Heart failure is a leading cause of death and disability. Galectin-3 expression is associated with myocardial fibrosis; recombinant galectin-3 can induce myocardial fibrosis in experimental animals. However, the fact that endogenous galectin-3 is causative of myocardial fibrosis is yet to be firmly established. Nevertheless, the important discovery that N-acetyl-seryl-aspartyl-lysyl-proline (Ac-SDKP), a naturally occurring anti-inflammatory and antifibrotic peptide, inhibits galectin-3 expression, which prevents cardiac remodeling and dysfunction, provides impetus for translational research into anti-galectin therapy. The lack of a close relationship between galectin-3 and brain natriuretic peptide creates the possibility of a complimentary role. Thus, whilst brain natriuretic peptide is a useful biomarker for diagnosing heart failure, galectin-3 appears to be a culprit biomarker that mediates the development of heart failure, raising the possibility that specific anti-galectin therapy may halt the development of heart failure. Furthermore, data are beginning to emerge supporting the hypothesis that galectin-3 is crucial in the angiotensin–aldosterone pathway leading to salt and water retention, a key mechanism which can result in the development of heart failure.

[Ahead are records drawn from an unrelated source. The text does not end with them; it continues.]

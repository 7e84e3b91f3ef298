//! Per-year grouping of normalized records, and the two-year union of those
//! groups that every pivot reads from.

use rayon::prelude::*;
use rust_decimal::Decimal;
use serde::Serialize;
use std::collections::{BTreeMap, BTreeSet};
use std::ops::AddAssign;
use std::time::Instant;
use tracing::info;

use crate::categories::Category;
use crate::error::ReportError;
use crate::pivot::Filter;
use crate::records::NormalizedRecord;
use crate::units::UnitKey;

pub type Year = i32;

#[derive(Debug, Clone, Copy, PartialEq, Eq, Hash, Serialize)]
pub enum Grouping {
    /// One group per (unit key, category).
    UnitAndCategory,
    /// One group per unit key, categories collapsed.
    Unit,
}

#[derive(Debug, Clone, Copy, Default, PartialEq, Eq, Serialize)]
pub struct Measures {
    pub count: u64,
    pub volume_sum: Decimal,
    pub profit_sum: Decimal,
}

impl AddAssign<&NormalizedRecord> for Measures {
    fn add_assign(&mut self, record: &NormalizedRecord) {
        self.count += 1;
        self.volume_sum += record.volume;
        self.profit_sum += record.profit;
    }
}

impl AddAssign<Measures> for Measures {
    fn add_assign(&mut self, other: Measures) {
        self.count += other.count;
        self.volume_sum += other.volume_sum;
        self.profit_sum += other.profit_sum;
    }
}

/// `category` is `None` for aggregates grouped by unit only.
#[derive(Debug, Clone, PartialEq, Eq, Hash, PartialOrd, Ord)]
pub struct GroupKey {
    pub unit: UnitKey,
    pub category: Option<Category>,
}

#[derive(Debug, Clone, PartialEq, Eq)]
pub struct YearAggregate {
    year: Year,
    grouping: Grouping,
    groups: BTreeMap<GroupKey, Measures>,
}

impl YearAggregate {
    pub fn year(&self) -> Year {
        self.year
    }

    pub fn grouping(&self) -> Grouping {
        self.grouping
    }

    pub fn groups(&self) -> impl Iterator<Item = (&GroupKey, &Measures)> {
        self.groups.iter()
    }

    pub fn get(&self, unit: UnitKey, category: Option<&Category>) -> Option<&Measures> {
        self.groups.get(&GroupKey {
            unit,
            category: category.cloned(),
        })
    }

    pub fn len(&self) -> usize {
        self.groups.len()
    }

    pub fn is_empty(&self) -> bool {
        self.groups.is_empty()
    }

    pub fn units(&self) -> BTreeSet<UnitKey> {
        self.groups.keys().map(|key| key.unit).collect()
    }

    /// Measures summed over every group.
    pub fn total(&self) -> Measures {
        let mut total = Measures::default();
        for measures in self.groups.values() {
            total += *measures;
        }
        total
    }
}

fn merge_groups(
    mut left: BTreeMap<GroupKey, Measures>,
    right: BTreeMap<GroupKey, Measures>,
) -> BTreeMap<GroupKey, Measures> {
    for (key, measures) in right {
        *left.entry(key).or_default() += measures;
    }
    left
}

/// Sum of absolute values, `None` if it does not fit in a `Decimal`.
fn magnitude(mut values: impl Iterator<Item = Decimal>) -> Option<Decimal> {
    values.try_fold(Decimal::ZERO, |acc, value| acc.checked_add(value.abs()))
}

/// Every group sum, and any sum of groups within the year, is bounded by the
/// magnitude of its column, so a bounded magnitude rules out overflow later.
fn check_magnitude(records: &[NormalizedRecord], year: Year) -> Result<(), ReportError> {
    if magnitude(records.iter().map(|record| record.volume)).is_none() {
        return Err(ReportError::SumOverflow {
            year,
            field: "volume",
        });
    }
    if magnitude(records.iter().map(|record| record.profit)).is_none() {
        return Err(ReportError::SumOverflow {
            year,
            field: "profit",
        });
    }
    Ok(())
}

fn aggregate_with(
    records: &[NormalizedRecord],
    year: Year,
    grouping: Grouping,
) -> Result<YearAggregate, ReportError> {
    let start_time = Instant::now();
    info!(
        action = "start",
        component = "aggregation",
        year = year,
        grouping = ?grouping,
        record_count = records.len(),
        "Aggregating records"
    );
    check_magnitude(records, year)?;

    // Sums are exact decimals, so the fold order does not affect the result.
    let groups = records
        .par_iter()
        .fold(BTreeMap::<GroupKey, Measures>::new, |mut acc, record| {
            let key = GroupKey {
                unit: record.unit,
                category: match grouping {
                    Grouping::UnitAndCategory => Some(record.category.clone()),
                    Grouping::Unit => None,
                },
            };
            *acc.entry(key).or_default() += record;
            acc
        })
        .reduce(BTreeMap::new, merge_groups);

    info!(
        action = "complete",
        component = "aggregation",
        year = year,
        group_count = groups.len(),
        duration_ms = start_time.elapsed().as_millis(),
        "Aggregation completed"
    );

    Ok(YearAggregate {
        year,
        grouping,
        groups,
    })
}

/// Group `records` by (unit key, category) and reduce each group to its
/// count, volume sum and profit sum.
///
/// Fails with [`ReportError::SumOverflow`] when the year's monetary values
/// cannot be summed exactly.
pub fn aggregate(records: &[NormalizedRecord], year: Year) -> Result<YearAggregate, ReportError> {
    aggregate_with(records, year, Grouping::UnitAndCategory)
}

/// Same as [`aggregate`] with the category dimension collapsed.
pub fn aggregate_by_unit(
    records: &[NormalizedRecord],
    year: Year,
) -> Result<YearAggregate, ReportError> {
    aggregate_with(records, year, Grouping::Unit)
}

/// Union of per-year aggregates sharing one grouping mode.
///
/// Each year stays a distinct set of rows; nothing is summed across years.
#[derive(Debug, Clone, Default, PartialEq, Eq)]
pub struct Comparison {
    grouping: Option<Grouping>,
    years: BTreeMap<Year, YearAggregate>,
}

impl Comparison {
    pub fn new() -> Self {
        Self::default()
    }

    pub fn from_aggregates<I>(aggregates: I) -> Result<Self, ReportError>
    where
        I: IntoIterator<Item = YearAggregate>,
    {
        let mut comparison = Self::new();
        for aggregate in aggregates {
            comparison.insert(aggregate)?;
        }
        Ok(comparison)
    }

    pub fn insert(&mut self, aggregate: YearAggregate) -> Result<(), ReportError> {
        if let Some(expected) = self.grouping {
            if expected != aggregate.grouping {
                return Err(ReportError::GroupingMismatch {
                    expected,
                    found: aggregate.grouping,
                });
            }
        }
        if self.years.contains_key(&aggregate.year) {
            return Err(ReportError::DuplicateYear(aggregate.year));
        }

        self.grouping = Some(aggregate.grouping);
        self.years.insert(aggregate.year, aggregate);
        Ok(())
    }

    pub fn grouping(&self) -> Option<Grouping> {
        self.grouping
    }

    /// Years in ascending order.
    pub fn years(&self) -> impl Iterator<Item = Year> + '_ {
        self.years.keys().copied()
    }

    pub fn get(&self, year: Year) -> Option<&YearAggregate> {
        self.years.get(&year)
    }

    pub fn aggregates(&self) -> impl Iterator<Item = &YearAggregate> {
        self.years.values()
    }

    pub fn is_empty(&self) -> bool {
        self.years.is_empty()
    }

    /// Every (year, group, measures) row, ordered by year then group.
    pub fn rows(&self) -> impl Iterator<Item = (Year, &GroupKey, &Measures)> {
        self.years.values().flat_map(|aggregate| {
            aggregate
                .groups()
                .map(move |(key, measures)| (aggregate.year, key, measures))
        })
    }

    /// Unit keys observed in any year.
    pub fn units(&self) -> BTreeSet<UnitKey> {
        self.years
            .values()
            .flat_map(|aggregate| aggregate.groups.keys().map(|key| key.unit))
            .collect()
    }

    /// Selectable filters: `Total` first, then every observed unit key.
    pub fn filters(&self) -> Vec<Filter> {
        filter_options(self.units())
    }
}

/// `Total` followed by one `Unit` filter per key, in key order.
pub fn filter_options(units: impl IntoIterator<Item = UnitKey>) -> Vec<Filter> {
    let units: BTreeSet<UnitKey> = units.into_iter().collect();
    std::iter::once(Filter::Total)
        .chain(units.into_iter().map(Filter::Unit))
        .collect()
}
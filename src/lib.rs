pub mod aggregate;
pub mod args;
pub mod categories;
pub mod config;
pub mod error;
pub mod export;
pub mod loader;
pub mod pivot;
pub mod records;
pub mod report;
pub mod stats;
pub mod units;
pub mod utils;
pub mod yoy;

pub use aggregate::{aggregate, aggregate_by_unit, Comparison, Measures, Year, YearAggregate};
pub use args::Args;
pub use categories::{load_category_rules, Category, CategoryRules};
pub use error::{ReportError, SchemaError};
pub use pivot::{pivot, Axis, Filter, Measure, WideTable};
pub use records::{normalize, DatasetKind, NormalizedRecord, RawRecord};
pub use report::{build_report, run_report};
pub use stats::ReportResult;
pub use units::{load_unit_names, UnitDirectory, UnitKey};
pub use yoy::{with_delta, Delta};

use anyhow::Result;
use std::path::Path;

/// Write the default `category_rules.txt` and `unit_names.txt` into `dir`.
pub fn init_defaults(dir: &Path) -> Result<()> {
    config::init_default(&categories::RULES_FILE, dir)?;
    config::init_default(&units::UNIT_NAMES_FILE, dir)?;
    Ok(())
}
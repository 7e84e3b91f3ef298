use anyhow::{Context, Result};
use std::fs::File;
use std::io::Read;
use std::path::{Path, PathBuf};
use std::str::FromStr;
use std::time::Instant;
use tracing::{info, warn};

use crate::aggregate::Year;
use crate::error::ReportError;
use crate::records::{DatasetKind, NormalizedRecord, RawRecord};
use crate::stats::DateRange;

/// A `YEAR=PATH` command-line argument.
#[derive(Debug, Clone, PartialEq, Eq)]
pub struct DatasetArg {
    pub year: Year,
    pub path: PathBuf,
}

impl FromStr for DatasetArg {
    type Err = ReportError;

    fn from_str(s: &str) -> Result<Self, Self::Err> {
        let invalid = || ReportError::InvalidDatasetArg(s.to_string());
        let (year, path) = s.split_once('=').ok_or_else(invalid)?;
        let year: Year = year.trim().parse().map_err(|_| invalid())?;
        let path = path.trim();
        if path.is_empty() {
            return Err(invalid());
        }
        Ok(Self {
            year,
            path: PathBuf::from(path),
        })
    }
}

#[derive(Debug, Clone)]
pub struct Dataset {
    pub kind: DatasetKind,
    pub year: Year,
    pub records: Vec<RawRecord>,
}

/// Read every data row of a CSV export, keyed by its header names.
pub fn read_records<R: Read>(reader: R) -> Result<Vec<RawRecord>> {
    let mut csv_reader = csv::ReaderBuilder::new()
        .has_headers(true)
        .flexible(true)
        .trim(csv::Trim::All)
        .from_reader(reader);

    let headers = csv_reader
        .headers()
        .context("Failed to read CSV header row")?
        .clone();

    let mut records = Vec::new();
    for (idx, result) in csv_reader.records().enumerate() {
        // header is line 1
        let row = result.with_context(|| format!("CSV parse error at line {}", idx + 2))?;
        records.push(RawRecord::new(
            headers
                .iter()
                .zip(row.iter())
                .map(|(name, value)| (name.to_string(), value.to_string()))
                .collect(),
        ));
    }

    Ok(records)
}

pub fn load_dataset(path: &Path, kind: DatasetKind, year: Year) -> Result<Dataset> {
    let start_time = Instant::now();
    info!(action = "start", component = "dataset_load", kind = %kind, year = year, file_path = ?path, "Loading dataset");

    if !path.exists() {
        anyhow::bail!("{} file for {} not found at {:?}", kind, year, path);
    }

    let file = File::open(path).with_context(|| format!("Failed to open {:?}", path))?;
    let records =
        read_records(file).with_context(|| format!("Failed to read {} from {:?}", kind, path))?;

    info!(
        action = "complete",
        component = "dataset_load",
        kind = %kind,
        year = year,
        record_count = records.len(),
        duration_ms = start_time.elapsed().as_millis(),
        "Dataset loaded"
    );

    Ok(Dataset {
        kind,
        year,
        records,
    })
}

/// Earliest and latest record dates, if any record carries a date.
pub fn date_range(records: &[NormalizedRecord]) -> Option<DateRange> {
    let mut dates = records.iter().filter_map(|record| record.date);
    let first = dates.next()?;
    let (earliest, latest) = dates.fold((first, first), |(lo, hi), date| {
        (lo.min(date), hi.max(date))
    });
    Some(DateRange::new(earliest, latest))
}

/// Warn about records dated outside the year their dataset is labeled with.
pub fn check_year_label(records: &[NormalizedRecord], kind: DatasetKind, year: Year) -> usize {
    use chrono::Datelike;

    let outside = records
        .iter()
        .filter_map(|record| record.date)
        .filter(|date| date.year() != year)
        .count();
    if outside > 0 {
        warn!(
            action = "validate",
            component = "dataset_year",
            kind = %kind,
            year = year,
            outside_count = outside,
            "Records dated outside the dataset's year label"
        );
    }
    outside
}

Thus, one might expect patients with heart failure and raised levels of galectin-3 to benefit from aldosterone antagonist therapy. Numerous clinical trials have already established the role of galectin-3 in predicting response to heart failure management, in particular how high levels of galectin-3 predicts mortality. A recent post hoc analysis of the Controlled Rosuvastatin Multinational Trial in Heart Failure (CORONA) suggested that patients with relatively low galectin-3 levels (<19 ng/ml) are most likely to benefit from statin therapy. This generated an important hypothesis that deserves further study.